=== Prompt ===
The answer must be every line below that holds the word "writeln".

[Stored data]
····················

use crate::scenario::Benchmark;
use anyhow::Context;
use polars::prelude::*;
use std::path::{Path, PathBuf};
use thiserror::Error;

#[derive(Error, Debug)]
pub enum LoadError {
    #[error("CSV file '{}' not found", path.display())]
    MissingInput {
        path: PathBuf,
        /// The stress test example that writes this file
        producer: &'static str,
    },
}

/// Load the results written by a stress test into a [`DataFrame`].
///
/// Only the existence of the file is checked up front. A file that does not parse, or that lacks
/// the columns a summary needs, fails later with the underlying polars error.
pub fn load_csv(path: &Path, benchmark: Benchmark) -> anyhow::Result<DataFrame> {
    if !path.exists() {
        return Err(LoadError::MissingInput {
            path: path.to_path_buf(),
            producer: benchmark.producer(),
        }
        .into());
    }

    log::debug!("Loading {benchmark} results from {}", path.display());

    let frame = CsvReadOptions::default()
        .with_has_header(true)
        .try_into_reader_with_file_path(Some(path.to_path_buf()))?
        .finish()
        .with_context(|| format!("Failed to parse CSV file {}", path.display()))?;

    log::debug!(
        "Loaded {} rows with columns {:?}",
        frame.height(),
        frame.get_column_names()
    );

    Ok(frame)
}

/// Get a numeric column as [`Float64Chunked`], whatever numeric type it was parsed as.
///
/// The stress tests write latencies as integers and rates as decimals, so every column is cast
/// before use.
pub(crate) fn float_column(frame: &DataFrame, column: &str) -> anyhow::Result<Float64Chunked> {
    let series = frame
        .column(column)?
        .as_materialized_series()
        .cast(&DataType::Float64)
        .with_context(|| format!("Column {column} is not numeric"))?;

    Ok(series.f64()?.clone())
}

/// Get a numeric column as a vector of values, with nulls as `NaN`.
pub(crate) fn float_values(frame: &DataFrame, column: &str) -> anyhow::Result<Vec<f64>> {
    Ok(float_column(frame, column)?
        .into_iter()
        .map(|v| v.unwrap_or(f64::NAN))
        .collect())
}

/// Get a numeric column as a vector of optional values, keeping nulls.
pub(crate) fn optional_values(
    frame: &DataFrame,
    column: &str,
) -> anyhow::Result<Vec<Option<f64>>> {
    Ok(float_column(frame, column)?.into_iter().collect())
}

#[cfg(test)]
mod tests {
    use super::*;
    use polars::prelude::df;
    use std::io::Write;

    #[test]
    fn missing_file_names_path_and_producer() {
        let path = Path::new("does/not/exist/tables_sustained_load.csv");
        let err = load_csv(path, Benchmark::Sustained).unwrap_err();

        let Some(LoadError::MissingInput { path: missing, producer }) =
            err.downcast_ref::<LoadError>()
        else {
            panic!("Expected a missing input error, got {err:?}");
        };
        assert_eq!(path, missing.as_path());
        assert_eq!("tables_stress_sustained_load", *producer);
        assert!(err.to_string().contains("does/not/exist/tables_sustained_load.csv"));
    }

    #[test]
    fn load_csv_reads_header_and_rows() -> anyhow::Result<()> {
        let mut file = tempfile::NamedTempFile::with_suffix(".csv")?;
        writeln!(file, "concurrent_clients,throughput,latency_p50_ms")?;
        writeln!(file, "1,100.50,12")?;
        writeln!(file, "2,190.25,14")?;
        file.flush()?;

        let frame = load_csv(file.path(), Benchmark::Saturation)?;
        assert_eq!(2, frame.height());
        assert_eq!(vec![12.0, 14.0], float_values(&frame, "latency_p50_ms")?);
        assert_eq!(vec![100.5, 190.25], float_values(&frame, "throughput")?);

        Ok(())
    }

    #[test]
    fn unknown_column_is_an_error() {
        let frame = df! [
            "throughput" => [1.0, 2.0],
        ]
        .unwrap();

        assert!(float_values(&frame, "latency_p99_ms").is_err());
    }

    #[test]
    fn nulls_are_kept_as_none() -> anyhow::Result<()> {
        let frame = df! [
            "value" => [Some(1.0), None, Some(3.0)],
        ]?;

        assert_eq!(vec![Some(1.0), None, Some(3.0)], optional_values(&frame, "value")?);
        let values = float_values(&frame, "value")?;
        assert!(values[1].is_nan());

        Ok(())
    }
}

····················

=== Output for this exercise ===
        writeln!(file, "concurrent_clients,throughput,latency_p50_ms")?;
        writeln!(file, "1,100.50,12")?;
        writeln!(file, "2,190.25,14")?;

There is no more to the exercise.